A new shift in the understanding of stochastic processes has
emerged in the last decades. Since they were first analyzed about one hundred
years ago (the pioneering works of Einstein, Langevin, Perrin, Smoluchovsky,
etc.), the noise terms in physical, chemical, engineering and biological systems
had commonly been considered to be a nuisance, something to be avoided or, in
those cases where the noise is intrinsic to the system, to be minimize as much
as possible. This point of view has changed recently with the discovery that in
nolinear systems noise can actually have a constructive effect that induces new
ordering phenomena. This change was originated in the already classic works on
stochastic resonance, originally aiming to explain the observed periodicity of
the Earth's ice ages as a subtle entanglement between a nonlinear climatic
model, the periodic changes in solar radiation due to the variations in the
ellipticity of the earth's orbit, and noise in the form of random variations of
the total solar emission. This work instantly opened a door. Many other
constructive effects have since been found, such as noise-induced transitions
and noise-induced phase transitions, noise-induced transport (Brownian motors,
ratchets, etc), noise-sustained patterns, synchronization induced by noise, etc.

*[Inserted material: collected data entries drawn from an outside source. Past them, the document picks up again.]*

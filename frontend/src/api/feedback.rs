use super::{
    client::{path_segment, ApiClient},
    types::{ApiError, Feedback, NewFeedback},
};

impl ApiClient {
    pub async fn list_received_feedback(&self) -> Result<Vec<Feedback>, ApiError> {
        Ok(self
            .get_envelope("/api/feedback/received")
            .await?
            .unwrap_or_default())
    }

    pub async fn list_profile_feedback(&self, profile_id: &str) -> Result<Vec<Feedback>, ApiError> {
        Ok(self
            .get_envelope(&format!(
                "/api/feedback/profiles/{}",
                path_segment(profile_id)
            ))
            .await?
            .unwrap_or_default())
    }

    /// `Ok(None)` means the server accepted the write but sent no canonical record back.
    pub async fn create_profile_feedback(
        &self,
        profile_id: &str,
        payload: &NewFeedback,
    ) -> Result<Option<Feedback>, ApiError> {
        let url = self.endpoint(&format!(
            "/api/feedback/profiles/{}",
            path_segment(profile_id)
        ));
        let request = self.authorized(self.http_client().post(url).json(payload))?;
        let response = self.send(request).await?;
        self.map_optional_envelope(response).await
    }

    pub async fn delete_feedback(&self, feedback_id: &str) -> Result<(), ApiError> {
        let url = self.endpoint(&format!("/api/feedback/{}", path_segment(feedback_id)));
        let request = self.authorized(self.http_client().delete(url))?;
        self.send(request).await.map(|_| ())
    }
}
pub mod api;
pub mod components;
pub mod config;
pub mod pages;
pub mod router;
pub mod state;
pub mod utils;

#[cfg(test)]
pub(crate) mod test_support;

use config::BuildMode;

fn log_level(mode: BuildMode) -> log::Level {
    match mode {
        BuildMode::Development => log::Level::Debug,
        BuildMode::Production => log::Level::Info,
    }
}

/// Browser entry point: panic hook and logger first, then config, then the app.
pub fn boot() {
    console_error_panic_hook::set_once();
    if let Err(err) = console_log::init_with_level(log_level(BuildMode::detect())) {
        web_sys::console::warn_1(&format!("Logger already installed: {}", err).into());
    }
    log::info!("Starting NEWWORK frontend: initializing runtime config");

    leptos::spawn_local(async move {
        let config = config::init().await;
        config::spawn_connectivity_probe(config);
        router::mount_app();
    });
}
use crate::{
    api::{AbsenceStatistics, ApiError, BackendConfig},
    state::resource::ResourceHandle,
};
use leptos::*;

#[derive(Debug, Clone, Copy, Default, PartialEq)]
pub struct VacationDays {
    pub total_days: f64,
    pub used_days: f64,
    pub remaining_days: f64,
}

impl VacationDays {
    pub fn derive(stats: &AbsenceStatistics, config: &BackendConfig) -> Self {
        let total_days = config.annual_vacation_days;
        let used_days = stats.total_days_requested;
        Self {
            total_days,
            used_days,
            remaining_days: (total_days - used_days).max(0.0),
        }
    }

    pub fn allowance_exhausted(&self) -> bool {
        self.used_days >= self.total_days
    }
}

#[derive(Clone)]
pub struct AbsenceStatisticsStore {
    pub statistics: RwSignal<Option<AbsenceStatistics>>,
    pub backend: RwSignal<Option<BackendConfig>>,
    pub resource: ResourceHandle,
}

impl AbsenceStatisticsStore {
    pub fn new(resource: ResourceHandle) -> Self {
        Self {
            statistics: create_rw_signal(None),
            backend: create_rw_signal(None),
            resource,
        }
    }

    /// Statistics and the allowance are fetched together and applied together.
    pub async fn refresh(&self, employee_id: &str) -> Result<(), ApiError> {
        let ticket = self.resource.begin_read();
        let api = self.resource.api();
        let (stats, backend) = futures::join!(
            api.employee_absence_statistics(employee_id),
            api.backend_config()
        );
        let requests = self.resource.scope();
        let applied = requests.accept(ticket);
        self.resource.finish_read(ticket);
        if requests.is_cancelled() {
            return Err(ApiError::cancelled());
        }

        match (stats, backend) {
            (Ok(stats), Ok(backend)) => {
                if applied {
                    self.statistics.set(Some(stats));
                    self.backend.set(Some(backend));
                    self.resource.clear_error();
                }
                Ok(())
            }
            (Err(err), _) | (_, Err(err)) => {
                if applied {
                    self.resource.fail("Load absence statistics", &err);
                }
                Err(err)
            }
        }
    }

    pub fn vacation_days(&self) -> Option<VacationDays> {
        let stats = self.statistics.get()?;
        let backend = self.backend.get()?;
        Some(VacationDays::derive(&stats, &backend))
    }
}

pub fn use_absence_statistics() -> AbsenceStatisticsStore {
    AbsenceStatisticsStore::new(ResourceHandle::use_in_component())
}
mod absence;
mod auth;
pub mod client;
mod feedback;
mod profiles;
pub mod types;

pub use client::*;
pub use types::*;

In all the examples, the nonlinearities play an essential role. Many
applications of those phenomena have been found in different fields, mainly of
physical and biological interest.
Stochastic processes are usually not covered, or only very superficially, in the academic programs and therefore there is need to start at a low level in the training. The proposed course will address a wide audience, including, physicists, chemists, biologists, mathematicians, electrical engineers, etc. Since one of the major tools in this field is that of numerical simulations, special attention will be devoted to the application of numerical algorithms for stochastic processes. A computer network will be available.